着陸時の状況は、落合由美さんの証言でわかります。あえて着陸というのは多数の生存者がいたからです。

衝撃がありました。衝撃は一度感じただけです。(中略)墜落の直後に、「はあはあ」という荒い息遣いが聞こえました。ひとりではなく、何人もの息遣いです。そこらじゅうから聞こえてきました。まわりの全体からです。 「おかあさーん」と呼ぶ男の子の声もしました。


そう、あの絶望的な状況の中で、結果論ですが、本来ならば山腹に激突して乗員の全員が死亡する状況で生存者がいたのです。

生存者の一人の落合由美さんの証言は、墜落後の現場の様子が時系列にとてもよくまとめらています。彼女の証言で私が注目するのは、墜落後のあたりが暗くなったときに、若い女の人の「早くきて」という声のところです。


どこからか、若い女の人の声で、「早くきて」と言っているのがはっきり聞こえました。あたりには荒い息遣いで「はあはあ」といっているのがわかりました。まだ何人もの息遣いです。


「早くきて」というのは、誰かがそこにいたことを示しています。つまり、墜落後に現場に入った人間がいるということです。それは自衛官だと思います。

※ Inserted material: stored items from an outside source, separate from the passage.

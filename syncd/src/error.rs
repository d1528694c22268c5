//! Error types for a synchronisation pass.
//!
//! Each collaborator reports its own error type; the orchestrator wraps
//! whichever one ended the pass in a [`SyncError`] that also names the
//! [`PassStage`] and, for mirror failures, the index of the offending entry.

use crate::git::GitError;
use crate::manifest::{FieldError, ManifestParseError};
use crate::mirror::chart::{ChartError, FetchError};
use crate::mirror::image::ImageTransferError;
use crate::signature::AuthenticityError;
use std::fmt;
use thiserror::Error;

/// Errors raised while fetching and decoding the manifest.
#[derive(Debug, Error)]
pub enum ResolutionError {
    /// The temporary checkout directory could not be created.
    #[error("cannot prepare manifest checkout: {0}")]
    Workspace(#[source] std::io::Error),

    /// Cloning or inspecting the manifest repository failed.
    #[error("cannot fetch manifest repository: {0}")]
    Git(#[source] GitError),

    /// The head commit could not be read for signature verification.
    #[error("cannot read manifest commit object: {0}")]
    RawCommit(#[source] GitError),

    /// `rev-parse HEAD` printed something that is not a commit id.
    #[error("manifest head is not a commit id: {0}")]
    InvalidHead(#[source] FieldError),

    /// `manifest.json` is missing from the checkout or unreadable.
    #[error("cannot read manifest {path}: {source}")]
    ReadManifest {
        /// Path of the manifest inside the checkout.
        path: String,
        /// Underlying I/O error.
        #[source]
        source: std::io::Error,
    },

    /// `manifest.json` is not a valid manifest document.
    #[error("cannot decode manifest: {0}")]
    Decode(#[from] ManifestParseError),
}

/// A chart archive whose digest differs from the manifest.
#[derive(Debug, Clone, PartialEq, Eq, Error)]
#[error("digest mismatch for chart {chart}: expected {expected}, got {actual}")]
pub struct IntegrityError {
    /// Chart identity, `name version`.
    pub chart: String,
    /// Digest declared in the manifest.
    pub expected: String,
    /// Digest computed over the downloaded archive.
    pub actual: String,
}

/// Errors raised while copying an artefact to its destination.
#[derive(Debug, Error)]
pub enum TransferError {
    /// The image transfer tool failed.
    #[error("cannot copy image {image}: {source}")]
    Image {
        /// Image identity as written in the manifest.
        image: String,
        /// Transfer failure.
        #[source]
        source: ImageTransferError,
    },

    /// The destination chart repository rejected the upload.
    #[error("cannot publish chart {chart}: {source}")]
    Chart {
        /// Chart identity, `name version`.
        chart: String,
        /// Upload failure.
        #[source]
        source: FetchError,
    },

    /// Fetching or pushing the satellite repository failed.
    #[error("cannot mirror repository commit {commit}: {source}")]
    Repository {
        /// The commit being mirrored.
        commit: String,
        /// Git failure.
        #[source]
        source: GitError,
    },
}

/// Errors raised by a checkpoint store.
#[derive(Debug, Error)]
pub enum CheckpointError {
    /// The store could not be read or written.
    #[error("checkpoint store unavailable: {message}")]
    Unavailable {
        /// Description of the failure.
        message: String,
    },
}

/// The step of a pass that was running when it ended.
#[derive(Debug, Clone, Copy, PartialEq, Eq)]
pub enum PassStage {
    /// Cloning the manifest repository and reading its head.
    Resolving,
    /// Checking the head commit signature.
    Verifying,
    /// Reading and decoding `manifest.json`.
    Decoding,
    /// Copying images.
    MirroringImages,
    /// Downloading, verifying and publishing charts.
    MirroringCharts,
    /// Mirroring the satellite repository.
    MirroringRepository,
    /// Advancing the checkpoint.
    Committing,
}

impl fmt::Display for PassStage {
    fn fmt(&self, f: &mut fmt::Formatter<'_>) -> fmt::Result {
        let label = match self {
            Self::Resolving => "resolving manifest",
            Self::Verifying => "verifying manifest signature",
            Self::Decoding => "decoding manifest",
            Self::MirroringImages => "mirroring images",
            Self::MirroringCharts => "mirroring charts",
            Self::MirroringRepository => "mirroring repository",
            Self::Committing => "committing checkpoint",
        };
        f.write_str(label)
    }
}

/// The underlying cause of a failed pass.
#[derive(Debug, Error)]
pub enum SyncErrorKind {
    /// The manifest could not be fetched or decoded.
    #[error(transparent)]
    Resolution(#[from] ResolutionError),

    /// The manifest commit is not signed by a trusted key.
    #[error(transparent)]
    Authenticity(#[from] AuthenticityError),

    /// A chart could not be fetched, verified or published.
    #[error(transparent)]
    Chart(#[from] ChartError),

    /// An image or the repository could not be copied.
    #[error(transparent)]
    Transfer(#[from] TransferError),

    /// The checkpoint could not be read or advanced.
    #[error(transparent)]
    Checkpoint(#[from] CheckpointError),
}

/// A failed synchronisation pass.
///
/// The checkpoint is never advanced when a pass returns this error.
#[derive(Debug)]
pub struct SyncError {
    stage: PassStage,
    entry: Option<usize>,
    kind: SyncErrorKind,
}

impl SyncError {
    /// Creates an error for a stage that is not tied to one manifest entry.
    #[must_use]
    pub fn new(stage: PassStage, kind: impl Into<SyncErrorKind>) -> Self {
        Self {
            stage,
            entry: None,
            kind: kind.into(),
        }
    }

    /// Creates an error for the entry at `index` within a mirror stage.
    #[must_use]
    pub fn at_entry(stage: PassStage, index: usize, kind: impl Into<SyncErrorKind>) -> Self {
        Self {
            stage,
            entry: Some(index),
            kind: kind.into(),
        }
    }

    /// The stage that failed.
    #[must_use]
    pub const fn stage(&self) -> PassStage {
        self.stage
    }

    /// Zero-based index of the failing manifest entry, for mirror stages.
    #[must_use]
    pub const fn entry(&self) -> Option<usize> {
        self.entry
    }

    /// The underlying cause.
    #[must_use]
    pub const fn kind(&self) -> &SyncErrorKind {
        &self.kind
    }
}

impl fmt::Display for SyncError {
    fn fmt(&self, f: &mut fmt::Formatter<'_>) -> fmt::Result {
        write!(f, "pass failed while {}", self.stage)?;
        if let Some(index) = self.entry {
            write!(f, " (entry {index})")?;
        }
        write!(f, ": {}", self.kind)
    }
}

impl std::error::Error for SyncError {
    fn source(&self) -> Option<&(dyn std::error::Error + 'static)> {
        Some(&self.kind)
    }
}

/// Errors that stop the daemon process.
#[derive(Debug, Error)]
pub enum DaemonError {
    /// The logger could not be installed.
    #[error("cannot initialise logging: {0}")]
    Logging(#[from] log::SetLoggerError),

    /// The configuration is incomplete or invalid.
    #[error(transparent)]
    Config(#[from] crate::config::ConfigError),

    /// The single pass requested with `--once` failed. The cause has
    /// already been logged.
    #[error("synchronisation pass failed")]
    PassFailed,
}

/// Result type for synchronisation passes.
pub type Result<T> = std::result::Result<T, SyncError>;

#[cfg(test)]
mod tests {
    use super::*;

    #[test]
    fn sync_error_names_stage_and_entry() {
        let err = SyncError::at_entry(
            PassStage::MirroringCharts,
            2,
            ChartError::Integrity(IntegrityError {
                chart: "web 1.0".to_owned(),
                expected: "aa".to_owned(),
                actual: "bb".to_owned(),
            }),
        );
        let msg = err.to_string();
        assert!(msg.starts_with("pass failed while mirroring charts (entry 2):"));
        assert!(msg.contains("expected aa, got bb"));
        assert_eq!(err.entry(), Some(2));
    }

    #[test]
    fn daemon_error_shows_config_problem_verbatim() {
        let err = DaemonError::from(crate::config::ConfigError::Missing {
            setting: "manifest-git-repository",
        });
        assert_eq!(
            err.to_string(),
            "missing required setting --manifest-git-repository"
        );
    }

    #[test]
    fn stage_level_error_has_no_entry() {
        let err = SyncError::new(
            PassStage::Committing,
            CheckpointError::Unavailable {
                message: "store offline".to_owned(),
            },
        );
        assert_eq!(err.entry(), None);
        assert_eq!(
            err.to_string(),
            "pass failed while committing checkpoint: checkpoint store unavailable: store offline"
        );
    }
}
//! Container image mirroring.
//!
//! Images are always pulled by digest. The pushed copy is named by tag when
//! the manifest gives one and by the same digest otherwise.

use crate::error::TransferError;
use crate::exec::{CommandError, CommandExecutor, combined_output};
use crate::manifest::ImageEntry;
use std::process::ExitStatus;

/// Errors raised by an [`ImageTransfer`].
#[derive(Debug, thiserror::Error)]
pub enum ImageTransferError {
    /// The transfer tool ran and exited unsuccessfully.
    #[error("transfer exited with {status}: {output}")]
    Failed {
        /// Exit status of the tool.
        status: ExitStatus,
        /// Combined stdout and stderr of the tool.
        output: String,
    },

    /// The transfer tool could not be run.
    #[error(transparent)]
    Command(#[from] CommandError),
}

/// Copies an image between two registry addresses.
#[cfg_attr(test, mockall::automock)]
pub trait ImageTransfer {
    /// Copies `source` to `destination`, both given without a transport
    /// prefix (`host/path@digest` or `host/path:tag`).
    ///
    /// # Errors
    ///
    /// Returns [`ImageTransferError`] if the copy does not complete.
    fn copy(&self, source: &str, destination: &str) -> Result<(), ImageTransferError>;
}

/// [`ImageTransfer`] backed by `skopeo copy`.
///
/// All architectures of a multi-arch image are copied and digests are
/// preserved. TLS verification is disabled on both ends.
pub struct SkopeoTransfer<'a> {
    executor: &'a dyn CommandExecutor,
}

impl<'a> SkopeoTransfer<'a> {
    /// Creates a transfer that runs `skopeo` through `executor`.
    #[must_use]
    pub fn new(executor: &'a dyn CommandExecutor) -> Self {
        Self { executor }
    }
}

impl ImageTransfer for SkopeoTransfer<'_> {
    fn copy(&self, source: &str, destination: &str) -> Result<(), ImageTransferError> {
        let source_ref = format!("docker://{source}");
        let destination_ref = format!("docker://{destination}");
        let output = self.executor.run(
            "skopeo",
            &[
                "copy",
                "--all",
                "--preserve-digests",
                "--src-tls-verify=false",
                "--dest-tls-verify=false",
                &source_ref,
                &destination_ref,
            ],
        )?;
        if !output.status.success() {
            return Err(ImageTransferError::Failed {
                status: output.status,
                output: combined_output(&output),
            });
        }
        Ok(())
    }
}

/// Source and destination addresses of one image copy.
#[derive(Debug, Clone, PartialEq, Eq)]
pub struct ImageAddresses {
    /// Address pulled from: `{src}/{registry}/{image}@{digest}`.
    pub source: String,
    /// Address pushed to: `{dst}/{registry}/{image}:{tag}`, or the digest
    /// coordinates under the destination registry when untagged.
    pub destination: String,
}

impl ImageAddresses {
    /// Computes the addresses for `entry`.
    ///
    /// # Examples
    ///
    /// ```
    /// use syncd::manifest::{ImageDigest, ImageEntry};
    /// use syncd::mirror::ImageAddresses;
    ///
    /// let digest = ImageDigest::try_from("sha256:AAA").expect("digest");
    /// let tagged = ImageEntry::new("r", "a", digest.clone(), Some("v1"));
    /// let addresses = ImageAddresses::for_entry("src.test", "dst.test", &tagged);
    /// assert_eq!(addresses.source, "src.test/r/a@sha256:AAA");
    /// assert_eq!(addresses.destination, "dst.test/r/a:v1");
    ///
    /// let untagged = ImageEntry::new("r", "a", digest, None);
    /// let addresses = ImageAddresses::for_entry("src.test", "dst.test", &untagged);
    /// assert_eq!(addresses.destination, "dst.test/r/a@sha256:AAA");
    /// ```
    #[must_use]
    pub fn for_entry(source_registry: &str, destination_registry: &str, entry: &ImageEntry) -> Self {
        let path = format!("{}/{}", entry.registry(), entry.image());
        let source = format!("{source_registry}/{path}@{}", entry.digest());
        let destination = match entry.tag() {
            Some(tag) => format!("{destination_registry}/{path}:{tag}"),
            None => format!("{destination_registry}/{path}@{}", entry.digest()),
        };
        Self {
            source,
            destination,
        }
    }
}

/// Mirrors image entries through an [`ImageTransfer`].
pub struct ImageMirror<'a> {
    transfer: &'a dyn ImageTransfer,
}

impl<'a> ImageMirror<'a> {
    /// Creates a mirror copying through `transfer`.
    #[must_use]
    pub fn new(transfer: &'a dyn ImageTransfer) -> Self {
        Self { transfer }
    }

    /// Copies `entry` from `source_registry` to `destination_registry`.
    ///
    /// # Errors
    ///
    /// Returns [`TransferError::Image`] naming the entry if the copy fails.
    pub fn mirror(
        &self,
        source_registry: &str,
        destination_registry: &str,
        entry: &ImageEntry,
    ) -> Result<(), TransferError> {
        let addresses = ImageAddresses::for_entry(source_registry, destination_registry, entry);
        log::info!(
            "copying image {} to {}",
            addresses.source,
            addresses.destination
        );
        self.transfer
            .copy(&addresses.source, &addresses.destination)
            .map_err(|source| TransferError::Image {
                image: entry.to_string(),
                source,
            })
    }
}

#[cfg(test)]
mod tests {
    use super::*;
    use crate::manifest::ImageDigest;
    use crate::test_utils::{ExpectedCall, StubExecutor, failure_output};
    use mockall::predicate::eq;
    use rstest::{fixture, rstest};

    #[fixture]
    fn entry() -> ImageEntry {
        let digest = ImageDigest::try_from("sha256:AAA").expect("valid digest");
        ImageEntry::new("r", "a", digest, Some("v1"))
    }

    #[rstest]
    fn skopeo_copies_all_architectures_without_tls(entry: ImageEntry) {
        let executor = StubExecutor::new(vec![ExpectedCall::ok(
            "skopeo",
            &[
                "copy",
                "--all",
                "--preserve-digests",
                "--src-tls-verify=false",
                "--dest-tls-verify=false",
                "docker://src.test/r/a@sha256:AAA",
                "docker://dst.test/r/a:v1",
            ],
        )]);
        let transfer = SkopeoTransfer::new(&executor);

        ImageMirror::new(&transfer)
            .mirror("src.test", "dst.test", &entry)
            .expect("copy succeeds");
        executor.assert_finished();
    }

    #[rstest]
    fn skopeo_failure_carries_tool_output(entry: ImageEntry) {
        let executor = StubExecutor::new(vec![ExpectedCall::returning(
            "skopeo",
            &[
                "copy",
                "--all",
                "--preserve-digests",
                "--src-tls-verify=false",
                "--dest-tls-verify=false",
                "docker://src.test/r/a@sha256:AAA",
                "docker://dst.test/r/a:v1",
            ],
            Ok(failure_output("reading manifest sha256:AAA: manifest unknown")),
        )]);
        let transfer = SkopeoTransfer::new(&executor);

        let err = ImageMirror::new(&transfer)
            .mirror("src.test", "dst.test", &entry)
            .expect_err("copy fails");
        let msg = err.to_string();
        assert!(msg.contains("r/a@sha256:AAA"));
        assert!(msg.contains("manifest unknown"));
    }

    #[rstest]
    #[case::tagged(Some("v1"), "dst.test/r/a:v1")]
    #[case::empty_tag(Some(""), "dst.test/r/a@sha256:AAA")]
    #[case::untagged(None, "dst.test/r/a@sha256:AAA")]
    fn destination_uses_tag_or_digest(#[case] tag: Option<&str>, #[case] expected: &str) {
        let digest = ImageDigest::try_from("sha256:AAA").expect("valid digest");
        let entry = ImageEntry::new("r", "a", digest, tag);

        let mut transfer = MockImageTransfer::new();
        transfer
            .expect_copy()
            .with(eq("src.test/r/a@sha256:AAA"), eq(expected.to_owned()))
            .times(1)
            .returning(|_, _| Ok(()));

        ImageMirror::new(&transfer)
            .mirror("src.test", "dst.test", &entry)
            .expect("copy succeeds");
    }
}
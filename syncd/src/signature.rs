//! Manifest commit authentication.
//!
//! A [`Keyring`] is loaded once at startup from an armored OpenPGP public
//! key file. Each pass splits the manifest head commit into its signed
//! payload and detached `gpgsig` signature, then asks a [`CommitVerifier`]
//! to check the signature. [`GpgVerifier`] runs `gpg` against a throwaway
//! home directory so the host keyrings are never consulted or modified.

use crate::exec::{CommandExecutor, combined_output};
use crate::manifest::CommitId;
use crate::scratch::ScratchDir;
use camino::Utf8Path;

const ARMORED_PUBLIC_KEY_HEADER: &str = "-----BEGIN PGP PUBLIC KEY BLOCK-----";
const SIGNATURE_HEADERS: [&str; 2] = ["gpgsig", "gpgsig-sha256"];
const VALID_SIGNATURE_STATUS: &str = "[GNUPG:] VALIDSIG ";

/// Errors raised while loading the keyring.
#[derive(Debug, thiserror::Error)]
pub enum KeyringError {
    /// The keyring file could not be read.
    #[error("cannot read keyring {path}: {source}")]
    Read {
        /// Path of the keyring file.
        path: String,
        /// Underlying I/O error.
        #[source]
        source: std::io::Error,
    },

    /// The file does not contain an armored public key block.
    #[error("keyring {path} does not contain an armored public key block")]
    NotArmored {
        /// Path of the keyring file.
        path: String,
    },
}

/// Errors raised when a manifest commit fails authentication.
#[derive(Debug, thiserror::Error)]
pub enum AuthenticityError {
    /// The commit carries no detached signature.
    #[error("commit {commit} isn't signed")]
    Unsigned {
        /// The unsigned commit.
        commit: CommitId,
    },

    /// The signature does not verify against the keyring.
    #[error("signature on commit {commit} did not verify: {message}")]
    InvalidSignature {
        /// The commit whose signature failed.
        commit: CommitId,
        /// Verifier output describing the failure.
        message: String,
    },

    /// The verifier could not be prepared or run.
    #[error("signature verification could not run: {message}")]
    Verifier {
        /// Description of the failure.
        message: String,
    },
}

/// An armored OpenPGP public keyring, immutable for the process lifetime.
#[derive(Debug, Clone, PartialEq, Eq)]
pub struct Keyring {
    armored: String,
}

impl Keyring {
    /// Reads and checks the armored keyring at `path`.
    ///
    /// # Errors
    ///
    /// Returns [`KeyringError`] if the file is unreadable or not armored.
    pub fn load(path: &Utf8Path) -> Result<Self, KeyringError> {
        let armored = std::fs::read_to_string(path).map_err(|source| KeyringError::Read {
            path: path.to_string(),
            source,
        })?;
        Self::from_armored(armored).ok_or_else(|| KeyringError::NotArmored {
            path: path.to_string(),
        })
    }

    /// Wraps already loaded armored text, if it holds a public key block.
    #[must_use]
    pub fn from_armored(armored: String) -> Option<Self> {
        armored
            .contains(ARMORED_PUBLIC_KEY_HEADER)
            .then_some(Self { armored })
    }

    /// The armored key material.
    #[must_use]
    pub fn as_str(&self) -> &str {
        &self.armored
    }
}

/// A raw commit object separated into signed payload and signature.
#[derive(Debug, Clone, PartialEq, Eq)]
pub struct SignedCommit {
    /// The commit object with its signature header removed.
    pub payload: String,
    /// The armored detached signature.
    pub signature: String,
}

/// Splits a raw commit object (`git cat-file commit`) into payload and
/// signature.
///
/// Returns `None` when the commit has no `gpgsig` header.
///
/// # Examples
///
/// ```
/// use syncd::signature::split_signed_commit;
///
/// let raw = concat!(
///     "tree 4b825dc642cb6eb9a060e54bf8d69288fbee4904\n",
///     "gpgsig -----BEGIN PGP SIGNATURE-----\n",
///     " \n",
///     " iQEz\n",
///     " -----END PGP SIGNATURE-----\n",
///     "\n",
///     "bump manifest\n",
/// );
/// let signed = split_signed_commit(raw).expect("signed commit");
/// assert_eq!(
///     signed.payload,
///     "tree 4b825dc642cb6eb9a060e54bf8d69288fbee4904\n\nbump manifest\n"
/// );
/// assert!(signed.signature.starts_with("-----BEGIN PGP SIGNATURE-----\n\niQEz\n"));
/// ```
#[must_use]
pub fn split_signed_commit(raw: &str) -> Option<SignedCommit> {
    let mut payload = String::with_capacity(raw.len());
    let mut signature: Option<String> = None;
    let mut in_signature = false;
    let mut in_headers = true;

    for line in raw.split_inclusive('\n') {
        if !in_headers {
            payload.push_str(line);
            continue;
        }
        if in_signature {
            if let Some(continuation) = line.strip_prefix(' ') {
                if let Some(sig) = signature.as_mut() {
                    sig.push_str(continuation);
                }
                continue;
            }
            in_signature = false;
        }
        if line == "\n" {
            in_headers = false;
            payload.push_str(line);
            continue;
        }
        if let Some(value) = signature_header_value(line) {
            in_signature = true;
            if signature.is_none() {
                signature = Some(value.to_owned());
            }
            continue;
        }
        payload.push_str(line);
    }

    signature.map(|signature| SignedCommit { payload, signature })
}

fn signature_header_value(line: &str) -> Option<&str> {
    let (name, value) = line.split_once(' ')?;
    SIGNATURE_HEADERS.contains(&name).then_some(value)
}

/// Checks that a commit was signed by a trusted key.
#[cfg_attr(test, mockall::automock)]
pub trait CommitVerifier {
    /// Verifies the signature embedded in `raw_commit`.
    ///
    /// # Errors
    ///
    /// Returns [`AuthenticityError::Unsigned`] when there is no signature and
    /// [`AuthenticityError::InvalidSignature`] when it does not verify.
    fn verify(&self, commit: &CommitId, raw_commit: &str) -> Result<(), AuthenticityError>;
}

/// Verifies commit signatures with `gpg` in an isolated home directory.
pub struct GpgVerifier<'a> {
    executor: &'a dyn CommandExecutor,
    keyring: &'a Keyring,
}

impl<'a> GpgVerifier<'a> {
    /// Creates a verifier trusting exactly the keys in `keyring`.
    #[must_use]
    pub fn new(executor: &'a dyn CommandExecutor, keyring: &'a Keyring) -> Self {
        Self { executor, keyring }
    }

    fn run_gpg(&self, home: &Utf8Path, args: &[&str]) -> Result<std::process::Output, AuthenticityError> {
        let mut full_args = vec!["--batch", "--no-tty", "--homedir", home.as_str()];
        full_args.extend_from_slice(args);
        self.executor
            .run("gpg", &full_args)
            .map_err(|err| AuthenticityError::Verifier {
                message: err.to_string(),
            })
    }
}

impl CommitVerifier for GpgVerifier<'_> {
    fn verify(&self, commit: &CommitId, raw_commit: &str) -> Result<(), AuthenticityError> {
        let signed = split_signed_commit(raw_commit).ok_or_else(|| AuthenticityError::Unsigned {
            commit: commit.clone(),
        })?;

        let scratch_error = |err: std::io::Error| AuthenticityError::Verifier {
            message: format!("cannot prepare gpg home: {err}"),
        };
        let home = ScratchDir::new("syncd-gpg-").map_err(scratch_error)?;
        let keyring_path = home.write("keyring.asc", self.keyring.as_str()).map_err(scratch_error)?;
        let signature_path = home.write("commit.sig", &signed.signature).map_err(scratch_error)?;
        let payload_path = home.write("commit.payload", &signed.payload).map_err(scratch_error)?;

        let import = self.run_gpg(home.path(), &["--quiet", "--import", keyring_path.as_str()])?;
        if !import.status.success() {
            return Err(AuthenticityError::Verifier {
                message: format!("keyring import failed: {}", combined_output(&import)),
            });
        }

        let verify = self.run_gpg(
            home.path(),
            &[
                "--status-fd",
                "1",
                "--verify",
                signature_path.as_str(),
                payload_path.as_str(),
            ],
        )?;
        let stdout = String::from_utf8_lossy(&verify.stdout);
        let valid = stdout
            .lines()
            .any(|line| line.starts_with(VALID_SIGNATURE_STATUS));
        if !verify.status.success() || !valid {
            return Err(AuthenticityError::InvalidSignature {
                commit: commit.clone(),
                message: combined_output(&verify),
            });
        }

        log::debug!("commit {} carries a valid signature", commit.short());
        Ok(())
    }
}

#[cfg(test)]
#[path = "signature_tests.rs"]
mod tests;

それからまた、どれほどの時間が過ぎたのかわかりません。意識がときどき薄れたようになるのです。寒くはありません。体はむしろ熱く感じていました。私はときどき頭の上の隙間から右手を伸ばして、冷たい空気にあたりました。 突然、男の子の声がしました。「ようし、ぼくはがんばるぞ」と、男の子は言いました。学校へあがったかどうかの男の子の声で、それははっきり聞こえました。さかし、さっき「おかあさーん」と言った男の子と同じ少年なのかどうか、判断はつきません。